╭─ Dataset

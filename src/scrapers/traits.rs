use anyhow::Result;
use async_trait::async_trait;

/// A cookie as seen by the browser context
#[derive(Debug, Clone, PartialEq, Eq)]
pub struct BrowserCookie {
    pub name: String,
    pub value: String,
}

impl BrowserCookie {
    pub fn new(name: impl Into<String>, value: impl Into<String>) -> Self {
        Self {
            name: name.into(),
            value: value.into(),
        }
    }
}

/// Browser capability used for the session warm-up visit
///
/// Implementations own one browser page. `close` must be safe to call more
/// than once.
#[async_trait]
pub trait BrowserDriver: Send {
    /// Navigate to `url` and return once the page's network activity is idle.
    /// Fails on navigation errors, a non-2xx document, or timeout.
    async fn navigate(&mut self, url: &str) -> Result<()>;

    /// All cookies scoped to the navigated context
    async fn cookies(&mut self) -> Result<Vec<BrowserCookie>>;

    /// `navigator.userAgent` as reported by the page
    async fn user_agent(&mut self) -> Result<String>;

    /// Release the browser resource
    async fn close(&mut self) -> Result<()>;

    /// Name used in log lines
    fn driver_name(&self) -> &'static str;
}
use crate::config::CrawlConfig;
use crate::scrapers::traits::{BrowserCookie, BrowserDriver};
use anyhow::{bail, Context, Result};
use async_trait::async_trait;
use headless_chrome::{Browser, LaunchOptions, Tab};
use std::sync::Arc;
use std::thread;
use std::time::{Duration, Instant};
use tracing::{debug, info, warn};

const IDLE_POLL: Duration = Duration::from_millis(100);

// Chrome stops buffering resource entries at 250, so the count is kept by an
// observer that sees every entry whether or not the buffer has room.
const RESOURCE_COUNT_JS: &str = r#"
(() => {
    if (window.__landScoutResources === undefined) {
        performance.setResourceTimingBufferSize(100000);
        window.__landScoutResources = performance.getEntriesByType('resource').length;
        new PerformanceObserver((list) => {
            window.__landScoutResources += list.getEntries().length;
        }).observe({ type: 'resource' });
    }
    return window.__landScoutResources;
})()
"#;

const DOCUMENT_STATUS_JS: &str = r#"
(() => {
    const nav = performance.getEntriesByType('navigation')[0];
    return nav && nav.responseStatus ? nav.responseStatus : 0;
})()
"#;

/// Headless Chrome driver for the session warm-up
///
/// `headless_chrome` is blocking, so every call runs on the blocking pool.
/// Chrome is shut down by `close`, or when the driver is dropped.
pub struct ChromeDriver {
    browser: Option<Browser>,
    tab: Option<Arc<Tab>>,
    idle_window: Duration,
    navigation_timeout: Duration,
}

impl ChromeDriver {
    /// Launch Chrome and open the tab used for the warm-up visit
    pub fn launch(config: &CrawlConfig) -> Result<Self> {
        info!("Launching headless Chrome...");

        let options = LaunchOptions::default_builder()
            .headless(config.headless)
            .idle_browser_timeout(config.navigation_timeout() * 2)
            .build()
            .context("Failed to build launch options")?;

        let browser = Browser::new(options).context("Failed to launch Chrome browser")?;
        let tab = browser.new_tab().context("Failed to open browser tab")?;
        tab.set_default_timeout(config.navigation_timeout());

        Ok(Self {
            browser: Some(browser),
            tab: Some(tab),
            idle_window: config.idle_window(),
            navigation_timeout: config.navigation_timeout(),
        })
    }

    async fn on_tab<T, F>(&self, op: F) -> Result<T>
    where
        F: FnOnce(&Tab) -> Result<T> + Send + 'static,
        T: Send + 'static,
    {
        let tab = self.tab.clone().context("Browser is already closed")?;
        tokio::task::spawn_blocking(move || op(&tab))
            .await
            .context("Browser task panicked")?
    }
}

/// Tracks how long the resource count has stayed unchanged
struct IdleTracker {
    window: Duration,
    last_count: Option<u64>,
    quiet_since: Instant,
}

impl IdleTracker {
    fn new(window: Duration, now: Instant) -> Self {
        Self {
            window,
            last_count: None,
            quiet_since: now,
        }
    }

    /// Record a sample; true once the count has held still for the window
    fn observe(&mut self, count: Option<u64>, now: Instant) -> bool {
        if count != self.last_count {
            self.last_count = count;
            self.quiet_since = now;
            return false;
        }
        now.duration_since(self.quiet_since) >= self.window
    }
}

/// Poll the resource count until it stops growing for `window`
fn wait_for_network_idle(tab: &Tab, window: Duration, timeout: Duration) -> Result<()> {
    let deadline = Instant::now() + timeout;
    let mut tracker = IdleTracker::new(window, Instant::now());

    loop {
        let count = tab
            .evaluate(RESOURCE_COUNT_JS, false)?
            .value
            .and_then(|value| value.as_u64());

        if tracker.observe(count, Instant::now()) {
            debug!("Network idle after {:?} quiet ({:?} resources)", window, count);
            return Ok(());
        }

        if Instant::now() >= deadline {
            bail!("network did not go idle within {:?}", timeout);
        }
        thread::sleep(IDLE_POLL);
    }
}

#[async_trait]
impl BrowserDriver for ChromeDriver {
    async fn navigate(&mut self, url: &str) -> Result<()> {
        let url = url.to_string();
        let window = self.idle_window;
        let timeout = self.navigation_timeout;

        self.on_tab(move |tab| {
            tab.navigate_to(&url)
                .with_context(|| format!("Failed to navigate to {}", url))?;
            tab.wait_until_navigated()
                .context("Page did not finish loading")?;

            // 0 means the browser did not expose a status; accept it
            let status = tab
                .evaluate(DOCUMENT_STATUS_JS, false)?
                .value
                .and_then(|value| value.as_u64())
                .unwrap_or(0);
            if status != 0 && !(200..300).contains(&status) {
                bail!("root document returned HTTP {}", status);
            }

            wait_for_network_idle(tab, window, timeout)
        })
        .await
    }

    async fn cookies(&mut self) -> Result<Vec<BrowserCookie>> {
        self.on_tab(|tab| {
            let cookies = tab
                .get_cookies()
                .context("Failed to read cookies")?
                .into_iter()
                .map(|cookie| BrowserCookie::new(cookie.name, cookie.value))
                .collect();
            Ok(cookies)
        })
        .await
    }

    async fn user_agent(&mut self) -> Result<String> {
        self.on_tab(|tab| {
            let result = tab.evaluate("navigator.userAgent", false)?;
            match result.value {
                Some(value) => Ok(value.as_str().unwrap_or_default().to_string()),
                None => bail!("navigator.userAgent evaluated to nothing"),
            }
        })
        .await
    }

    async fn close(&mut self) -> Result<()> {
        if let Some(tab) = self.tab.take() {
            let closed = tokio::task::spawn_blocking(move || tab.close(false)).await;
            match closed {
                Ok(Ok(_)) => debug!("Browser tab closed"),
                Ok(Err(e)) => warn!("Failed to close browser tab: {}", e),
                Err(e) => warn!("Browser close task panicked: {}", e),
            }
        }
        if self.browser.take().is_some() {
            info!("Headless Chrome released");
        }
        Ok(())
    }

    fn driver_name(&self) -> &'static str {
        "headless Chrome"
    }
}
use crate::error::SessionAcquisitionError;
use crate::models::SessionIdentity;
use crate::scrapers::traits::BrowserDriver;
use std::collections::BTreeMap;
use std::time::Duration;
use tracing::{debug, info};

/// Turns a browser warm-up visit into a [`SessionIdentity`]
///
/// The bridge borrows the driver; closing it is the owner's job. It does
/// not retry.
pub struct SessionBridge<'a, D: BrowserDriver + ?Sized> {
    driver: &'a mut D,
    settle_delay: Duration,
}

impl<'a, D: BrowserDriver + ?Sized> SessionBridge<'a, D> {
    pub fn new(driver: &'a mut D, settle_delay: Duration) -> Self {
        Self {
            driver,
            settle_delay,
        }
    }

    pub async fn acquire_identity(
        &mut self,
        target_url: &str,
    ) -> Result<SessionIdentity, SessionAcquisitionError> {
        info!("Warming up session via {} at {}", self.driver.driver_name(), target_url);

        self.driver
            .navigate(target_url)
            .await
            .map_err(|e| SessionAcquisitionError::Navigation {
                url: target_url.to_string(),
                reason: format!("{:#}", e),
            })?;

        // Deferred scripts keep setting cookies after the network goes quiet
        if !self.settle_delay.is_zero() {
            debug!("Settling for {:?}", self.settle_delay);
            tokio::time::sleep(self.settle_delay).await;
        }

        let cookies: BTreeMap<String, String> = self
            .driver
            .cookies()
            .await
            .map_err(|e| SessionAcquisitionError::Cookies(format!("{:#}", e)))?
            .into_iter()
            .map(|cookie| (cookie.name, cookie.value))
            .collect();

        let user_agent = self
            .driver
            .user_agent()
            .await
            .map_err(|e| SessionAcquisitionError::UserAgent(format!("{:#}", e)))?;
        if user_agent.trim().is_empty() {
            return Err(SessionAcquisitionError::UserAgent(
                "browser reported an empty user agent".to_string(),
            ));
        }

        info!("Session ready ({} cookies)", cookies.len());
        Ok(SessionIdentity::new(cookies, user_agent))
    }
}
//! Common test utilities

#![allow(dead_code)]

use anyhow::{anyhow, Result};
use async_trait::async_trait;
use land_scout::scrapers::{BrowserCookie, BrowserDriver};
use land_scout::CrawlConfig;
use std::sync::{Arc, Mutex};

pub const TEST_USER_AGENT: &str = "Mozilla/5.0 (X11; Linux x86_64) LandScoutTest/1.0";

/// What the fake browser saw during a crawl
#[derive(Debug, Default)]
pub struct DriverLog {
    pub navigations: Vec<String>,
    pub closes: usize,
}

/// Browser stand-in that hands out a fixed identity
pub struct FakeDriver {
    log: Arc<Mutex<DriverLog>>,
    failing_navigations: usize,
}

impl FakeDriver {
    pub fn new() -> (Self, Arc<Mutex<DriverLog>>) {
        Self::failing(0)
    }

    /// Driver whose first `count` navigations fail
    pub fn failing(count: usize) -> (Self, Arc<Mutex<DriverLog>>) {
        let log = Arc::new(Mutex::new(DriverLog::default()));
        let driver = Self {
            log: Arc::clone(&log),
            failing_navigations: count,
        };
        (driver, log)
    }
}

#[async_trait]
impl BrowserDriver for FakeDriver {
    async fn navigate(&mut self, url: &str) -> Result<()> {
        self.log.lock().unwrap().navigations.push(url.to_string());
        if self.failing_navigations > 0 {
            self.failing_navigations -= 1;
            return Err(anyhow!("root document returned HTTP 503"));
        }
        Ok(())
    }

    async fn cookies(&mut self) -> Result<Vec<BrowserCookie>> {
        Ok(vec![
            BrowserCookie::new("NNB", "test-nnb"),
            BrowserCookie::new("REALESTATE", "test-session"),
        ])
    }

    async fn user_agent(&mut self) -> Result<String> {
        Ok(TEST_USER_AGENT.to_string())
    }

    async fn close(&mut self) -> Result<()> {
        self.log.lock().unwrap().closes += 1;
        Ok(())
    }

    fn driver_name(&self) -> &'static str {
        "fake browser"
    }
}

/// Config pointing at a mock server, with pacing and settle delays off
pub fn test_config(base_url: &str) -> CrawlConfig {
    CrawlConfig {
        base_url: base_url.to_string(),
        warmup_url: format!("{}/complexes", base_url),
        request_timeout_secs: 5,
        settle_delay_ms: 0,
        complex_interval_ms: 0,
        plan_interval_ms: 0,
        ..Default::default()
    }
}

╰─

### [What you need to do]
Precisely reproduce the lines of the entries, beginning at the first and ending at the one containing "new PerformanceObserver((list) =>". Add nothing.

### [Written answer]
filename src/scrapers/traits.rs
use anyhow::Result;
use async_trait::async_trait;

/// A cookie as seen by the browser context
#[derive(Debug, Clone, PartialEq, Eq)]
pub struct BrowserCookie {
    pub name: String,
    pub value: String,
}

impl BrowserCookie {
    pub fn new(name: impl Into<String>, value: impl Into<String>) -> Self {
        Self {
            name: name.into(),
            value: value.into(),
        }
    }
}

/// Browser capability used for the session warm-up visit
///
/// Implementations own one browser page. `close` must be safe to call more
/// than once.
#[async_trait]
pub trait BrowserDriver: Send {
    /// Navigate to `url` and return once the page's network activity is idle.
    /// Fails on navigation errors, a non-2xx document, or timeout.
    async fn navigate(&mut self, url: &str) -> Result<()>;

    /// All cookies scoped to the navigated context
    async fn cookies(&mut self) -> Result<Vec<BrowserCookie>>;

    /// `navigator.userAgent` as reported by the page
    async fn user_agent(&mut self) -> Result<String>;

    /// Release the browser resource
    async fn close(&mut self) -> Result<()>;

    /// Name used in log lines
    fn driver_name(&self) -> &'static str;
}
use crate::config::CrawlConfig;
use crate::scrapers::traits::{BrowserCookie, BrowserDriver};
use anyhow::{bail, Context, Result};
use async_trait::async_trait;
use headless_chrome::{Browser, LaunchOptions, Tab};
use std::sync::Arc;
use std::thread;
use std::time::{Duration, Instant};
use tracing::{debug, info, warn};

const IDLE_POLL: Duration = Duration::from_millis(100);

// Chrome stops buffering resource entries at 250, so the count is kept by an
// observer that sees every entry whether or not the buffer has room.
const RESOURCE_COUNT_JS: &str = r#"
(() => {
    if (window.__landScoutResources === undefined) {
        performance.setResourceTimingBufferSize(100000);
        window.__landScoutResources = performance.getEntriesByType('resource').length;
        new PerformanceObserver((list) => {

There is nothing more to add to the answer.